Clearing of native vegetation on freehold and leasehold land is assessable development under schs 3 and 24 of the Sustainable Planning Regulation 2009 (Qld). Certain exceptions exist to cover clearing necessary to build a single residence, for essential management (e.g. establishing a fire break) or to protect people or property (sch 24). Unless it is allowed by one of these exceptions, clearing of native vegetation on freehold and leasehold land without a development permit under the Sustainable Planning Act is a development offence.

Forestry

The Forestry Act 1959 (Qld) establishes a system of management for forest resources on Crown land such as state forests, timber reserves and forest entitlement areas, to ensure a continuous supply of timber and associated products, and to protect watersheds.

Marine plants

The Fisheries Act 1994 (Qld) prohibits the removal, destruction or damage of plants in tidal areas (marine plants) such as mangroves or vegetation in a fisheries habitat area without a permit or approval under the Act (ss 122–123).

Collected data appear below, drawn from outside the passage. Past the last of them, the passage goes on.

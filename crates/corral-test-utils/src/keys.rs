//! Keys whose hashes always collide.

use std::hash::{Hash, Hasher};

use corral_core::Hashable;

/// Hash code reported by every [`CollidingKey`].
pub const COLLIDING_HASH: u64 = 0x5EED;

/// A key that hashes identically to every other `CollidingKey`.
///
/// Identity is the `id` alone. Both the `Hash` impl and the [`Hashable`]
/// impl are constant, so every key lands in the same bucket under either
/// contract and lookups must fall back to equality.
#[derive(Clone, Copy, Debug, PartialEq, Eq, PartialOrd, Ord)]
pub struct CollidingKey(pub u32);

impl Hash for CollidingKey {
    fn hash<H: Hasher>(&self, state: &mut H) {
        COLLIDING_HASH.hash(state);
    }
}

impl Hashable for CollidingKey {
    fn hash_code(&self) -> u64 {
        COLLIDING_HASH
    }

    fn equals(&self, other: &Self) -> bool {
        self.0 == other.0
    }
}

#[cfg(test)]
mod tests {
    use super::*;
    use corral_core::{KeyContract, Structural};

    #[test]
    fn distinct_keys_share_a_hash() {
        let a = CollidingKey(1);
        let b = CollidingKey(2);
        assert_eq!(Structural.hash_key(&a), Structural.hash_key(&b));
        assert_eq!(a.hash_code(), b.hash_code());
        assert!(!a.equals(&b));
    }
}
//! Iterators over [`Vector`](crate::Vector) contents.

use std::iter::{FusedIterator, Take};

use corral_alloc::Read;

/// Borrowing iterator over a vector's values, front to back.
#[derive(Debug)]
pub struct Iter<'a, T> {
    slots: Take<Read<'a, T>>,
}

impl<'a, T> Iter<'a, T> {
    pub(crate) fn new(slots: Take<Read<'a, T>>) -> Self {
        Self { slots }
    }
}

impl<T> Clone for Iter<'_, T> {
    fn clone(&self) -> Self {
        Self {
            slots: self.slots.clone(),
        }
    }
}

impl<'a, T> Iterator for Iter<'a, T> {
    type Item = &'a T;

    fn next(&mut self) -> Option<&'a T> {
        self.slots.find_map(|slot| slot)
    }

    fn size_hint(&self) -> (usize, Option<usize>) {
        // Every slot below the vector's length is occupied.
        let n = self.slots.len();
        (n, Some(n))
    }
}

impl<T> DoubleEndedIterator for Iter<'_, T> {
    fn next_back(&mut self) -> Option<Self::Item> {
        while let Some(slot) = self.slots.next_back() {
            if slot.is_some() {
                return slot;
            }
        }
        None
    }
}

impl<T> ExactSizeIterator for Iter<'_, T> {}

impl<T> FusedIterator for Iter<'_, T> {}

/// Owning iterator over a vector's values, front to back.
#[derive(Debug)]
pub struct IntoIter<T> {
    slots: Take<std::vec::IntoIter<Option<T>>>,
}

impl<T> IntoIter<T> {
    pub(crate) fn new(slots: Take<std::vec::IntoIter<Option<T>>>) -> Self {
        Self { slots }
    }
}

impl<T> Iterator for IntoIter<T> {
    type Item = T;

    fn next(&mut self) -> Option<T> {
        self.slots.find_map(|slot| slot)
    }

    fn size_hint(&self) -> (usize, Option<usize>) {
        let n = self.slots.len();
        (n, Some(n))
    }
}

impl<T> DoubleEndedIterator for IntoIter<T> {
    fn next_back(&mut self) -> Option<T> {
        while let Some(slot) = self.slots.next_back() {
            if slot.is_some() {
                return slot;
            }
        }
        None
    }
}

impl<T> ExactSizeIterator for IntoIter<T> {}

impl<T> FusedIterator for IntoIter<T> {}
//! Map and set scenarios through the capability traits.

use corral_core::{Arrayable, Collection, CollectionError, Map, Set};
use corral_table::{HashMap, HashSet};

#[test]
fn put_keys_intersection_union() {
    let mut map = HashMap::new();
    map.put("a", 1);
    map.put("b", 2);
    let keys: HashSet<&str> = Map::keys(&map);
    assert_eq!(keys, ["a", "b"].into_iter().collect());

    let mut map2 = HashMap::new();
    map2.put("b", 3);
    map2.put("c", 4);

    assert_eq!(map.intersection(&map2).to_vec(), vec![("b", 2)]);
    assert_eq!(
        map.union(&map2).to_vec(),
        vec![("a", 1), ("b", 3), ("c", 4)]
    );
}

#[test]
fn get_after_remove_is_not_found() {
    let mut map = HashMap::new();
    map.put(10u32, "ten");
    assert_eq!(Map::get(&map, &10), Ok(&"ten"));
    assert!(Map::remove(&mut map, &10));
    assert!(!Map::has(&map, &10));
    assert_eq!(Map::get(&map, &10), Err(CollectionError::NotFound));
    assert_eq!(Map::try_get(&map, &10), None);
    assert!(!Map::remove(&mut map, &10));
}

#[test]
fn values_preserve_insertion_order() {
    let map: HashMap<char, u8> = [('z', 1), ('a', 2), ('m', 3)].into_iter().collect();
    assert_eq!(Map::values(&map).to_vec(), vec![1, 2, 3]);
    let pairs: Vec<_> = Map::pairs(&map).map(|(k, _)| *k).collect();
    assert_eq!(pairs, vec!['z', 'a', 'm']);
}

#[test]
fn clear_returns_to_empty() {
    let mut set: HashSet<u16> = (0..50).collect();
    assert_eq!(set.count(), 50);
    Collection::clear(&mut set);
    assert!(set.is_empty());
    assert!(Set::add(&mut set, 7));
    assert_eq!(Arrayable::to_vec(&set), vec![7]);
}

#[test]
fn algebra_results_are_independent() {
    let a: HashSet<u8> = [1, 2].into_iter().collect();
    let b: HashSet<u8> = [2, 3].into_iter().collect();
    let mut union = a.union(&b);
    union.add(9);
    assert!(!a.has(&9));
    assert!(!b.has(&9));
}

Removing, destroying or damaging marine plants may also be assessable or self-assessable development under the Sustainable Planning Act.

Vegetation subject to local law

Many local governments have passed local laws to regulate vegetation management under the Local Government Act 2009 (Qld). Vegetation subject to local law cannot be destroyed or interfered with without approval of the council. Information on local laws regulating vegetation management is available from local councils and online.

Matters of national environmental significance

A person must not clear vegetation that has, will have or is likely to have a significant impact on a matter of national environmental significance unless approved under the Environmental Protection and Biodiversity Conservation Act 1999 (Cth) (EPBC Act).

Matters of national environmental significance include World Heritage areas, internationally important (Ramsar) wetlands, listed threatened species, ecological communities and migratory species that can be found on any land including private property.

Fire

The Fire and Emergency Services Act 1990 (Qld) regulates the lighting and control of fires, which is an important component of vegetation management and nature conservation. Generally, an open fire that is greater than two metres in any direction requires a permit from the Queensland Fire Service or a local fire warden.

An occupier of land also has an obligation to take reasonable steps to put out or control fires on that land (regardless of what caused the fire) and notify the fire brigade or police of the fire. Local fire bans may also be issued.